Aims: To determine and to compare the tolerability and effectiveness of a slow escalation of the dose of rivastigmine in patients with Alzheimer's disease with respect to using it with a faster escalation.
Patients and methods: We conducted a multi-centre, naturalistic, open-label, randomised trial with 429 hospital outpatients diagnosed with Alzheimer-type dementia (according to DSM-IV and NINCDS-ADRA criteria) and in whom treatment with rivastigmine was clinically indicated. Two study groups were established: slow escalation and fast escalation (in accordance with usual clinical practice); effectiveness and tolerability variables were analysed in the two groups, as was the proportion of patients who reached therapeutic doses (> 6 mg/day). The scores obtained on the CGI, MMSE, NPI and Barthel index scales were analysed, together with adverse events and reactions concerning spontaneous communication, and scores on the UKU scale.

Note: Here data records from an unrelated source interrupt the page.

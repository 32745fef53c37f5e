mod logging;

use std::io::{self, Write};
use std::path::PathBuf;
use std::process::ExitCode;

use clap::{Args, Parser, Subcommand};
use dbtask_core::{load_env_file, ConnectionConfig, EnvScheme, Error as CoreError, MemberSchema};
use dbtask_exec::connect;
use dbtask_tasks::{run_task, Task};
use logging::{init_logging, LogFormat};
use thiserror::Error;
use tracing_subscriber::util::TryInitError;

#[derive(Debug, Error)]
enum CliError {
    #[error(transparent)]
    Core(#[from] CoreError),
    #[error("logging error: {0}")]
    Logging(#[from] TryInitError),
}

impl CliError {
    /// Process exit status for each error kind. `2` stays with clap usage errors.
    fn exit_code(&self) -> u8 {
        match self {
            Self::Core(CoreError::Connection(_)) => 3,
            Self::Core(CoreError::Query(_)) => 4,
            Self::Core(CoreError::Io { .. }) => 5,
            Self::Core(CoreError::Config(_)) => 6,
            Self::Core(CoreError::Output(_)) => 7,
            Self::Logging(_) => 1,
        }
    }
}

#[derive(Parser, Debug)]
#[command(name = "dbtask", version, about = "Database schema management tasks")]
struct Cli {
    #[command(flatten)]
    global: GlobalArgs,
    #[command(subcommand)]
    command: Command,
}

#[derive(Args, Debug)]
struct GlobalArgs {
    /// Environment variable family holding the credentials: `build`
    /// (BUILD_DB_*) or `standard` (DB_*).
    #[arg(long, value_name = "SCHEME", default_value = "build", global = true)]
    env_scheme: EnvScheme,
    /// Environment file to load instead of the nearest `.env`.
    #[arg(long, value_name = "PATH", global = true)]
    env_file: Option<PathBuf>,
    /// Log event format on stderr.
    #[arg(long, value_enum, default_value_t = LogFormat::Text, global = true)]
    log_format: LogFormat,
}

#[derive(Subcommand, Debug)]
enum Command {
    /// Create the Member table if it does not exist.
    CreateTables(CreateArgs),
    /// Drop every base table in the public schema.
    DeleteTables,
    /// Run the dummy data script.
    PopulateTables(PopulateArgs),
}

#[derive(Args, Debug)]
struct CreateArgs {
    /// Member table definition to create: `current` or `extended`.
    #[arg(long, value_name = "SCHEMA", default_value = "current")]
    schema: MemberSchema,
}

#[derive(Args, Debug)]
struct PopulateArgs {
    /// SQL script to run instead of the bundled dummy data.
    #[arg(long, value_name = "PATH")]
    script: Option<PathBuf>,
}

impl Command {
    fn into_task(self) -> Task {
        match self {
            Self::CreateTables(args) => Task::CreateTables {
                schema: args.schema,
            },
            Self::DeleteTables => Task::DeleteTables,
            Self::PopulateTables(args) => Task::PopulateTables {
                script: args.script,
            },
        }
    }
}

#[tokio::main(flavor = "current_thread")]
async fn main() -> ExitCode {
    let cli = Cli::parse();

    match run(cli).await {
        Ok(()) => ExitCode::SUCCESS,
        Err(err) => {
            tracing::debug!(event = "exit", error = %err, code = err.exit_code());
            ExitCode::from(err.exit_code())
        }
    }
}

async fn run(cli: Cli) -> Result<(), CliError> {
    let Cli { global, command } = cli;
    init_logging(global.log_format)?;

    let task = command.into_task();
    let mut stdout = io::stdout();

    if let Some(path) = load_env_file(global.env_file.as_deref())
        .map_err(|err| report_failure(&mut stdout, &task, err))?
    {
        tracing::debug!(event = "env_file_loaded", path = %path.display());
    }

    let config = ConnectionConfig::from_env(global.env_scheme);
    tracing::info!(event = "config_loaded", url = %config.redacted_url());

    let mut session = connect(&config)
        .await
        .map_err(|err| report_failure(&mut stdout, &task, err))?;

    let report = run_task(&mut session, &task, &mut stdout).await?;
    tracing::info!(
        event = "run_finished",
        task = report.task,
        dropped = report.dropped_tables.len(),
        duration_ms = report.duration.as_millis() as u64
    );

    Ok(())
}

/// Print the task's diagnostic line for a failure that happened before the
/// task itself could run.
fn report_failure<W: Write>(out: &mut W, task: &Task, err: CoreError) -> CliError {
    tracing::error!(event = "task_failed", task = task.name(), error = %err);
    match writeln!(out, "{}: {err}", task.failure_prefix()) {
        Ok(()) => CliError::Core(err),
        Err(io_err) => CliError::Core(CoreError::Output(io_err)),
    }
}

#[cfg(test)]
mod tests {
    use super::*;

    #[test]
    fn defaults_to_build_scheme_and_current_schema() {
        let cli = Cli::try_parse_from(["dbtask", "create-tables"]).unwrap();
        assert_eq!(cli.global.env_scheme, EnvScheme::Build);
        assert_eq!(cli.global.log_format, LogFormat::Text);
        assert_eq!(
            cli.command.into_task(),
            Task::CreateTables {
                schema: MemberSchema::Current
            }
        );
    }

    #[test]
    fn global_flags_follow_the_subcommand() {
        let cli = Cli::try_parse_from([
            "dbtask",
            "populate-tables",
            "--script",
            "seed.sql",
            "--env-scheme",
            "standard",
            "--env-file",
            "local.env",
        ])
        .unwrap();

        assert_eq!(cli.global.env_scheme, EnvScheme::Standard);
        assert_eq!(cli.global.env_file, Some(PathBuf::from("local.env")));
        assert_eq!(
            cli.command.into_task(),
            Task::PopulateTables {
                script: Some(PathBuf::from("seed.sql"))
            }
        );
    }

    #[test]
    fn populate_defaults_to_bundled_script() {
        let cli = Cli::try_parse_from(["dbtask", "populate-tables"]).unwrap();
        assert_eq!(cli.command.into_task(), Task::PopulateTables { script: None });
    }

    #[test]
    fn parses_schema_through_core_names() {
        let cli =
            Cli::try_parse_from(["dbtask", "create-tables", "--schema", "extended"]).unwrap();
        assert_eq!(
            cli.command.into_task(),
            Task::CreateTables {
                schema: MemberSchema::Extended
            }
        );
    }

    #[test]
    fn rejects_unknown_schema_and_scheme() {
        assert!(Cli::try_parse_from(["dbtask", "create-tables", "--schema", "legacy"]).is_err());
        assert!(Cli::try_parse_from(["dbtask", "delete-tables", "--env-scheme", "prod"]).is_err());
    }

    #[test]
    fn error_kinds_map_to_distinct_exit_codes() {
        let codes = [
            CliError::Core(CoreError::Connection("refused".to_string())).exit_code(),
            CliError::Core(CoreError::Query("syntax".to_string())).exit_code(),
            CliError::Core(CoreError::Io {
                path: PathBuf::from("seed.sql"),
                source: io::Error::from(io::ErrorKind::NotFound),
            })
            .exit_code(),
            CliError::Core(CoreError::Config("bad env file".to_string())).exit_code(),
        ];
        assert_eq!(codes, [3, 4, 5, 6]);
    }

    #[test]
    fn early_failure_prints_one_prefixed_line() {
        let mut out = Vec::new();
        let err = report_failure(
            &mut out,
            &Task::DeleteTables,
            CoreError::Connection("connection refused".to_string()),
        );

        assert_eq!(err.exit_code(), 3);
        assert_eq!(
            String::from_utf8(out).unwrap(),
            "Deletion of database tables failed: connection error: connection refused\n"
        );
    }
}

Results: The slow escalation group displayed slightly higher percentages of sub-therapeutic anticipated interruptions than the fast escalation group (chi-square test; p < 0.05). On comparing the two treatment groups, no statistically significant differences were observed for the evolution of the scores on the different scales of effectiveness; no statistically significant differences were found between the two groups in the safety and tolerability analyses (chi-square test, exact test; p > 0.05) for most of the parameters that were studied (adverse reactions in spontaneous communication and the modified UKU scale).
Conclusion: Slow escalation of the dose of rivastigmine did not display greater effectiveness or tolerability in comparison to an escalation applied in accordance with usual clinical practice.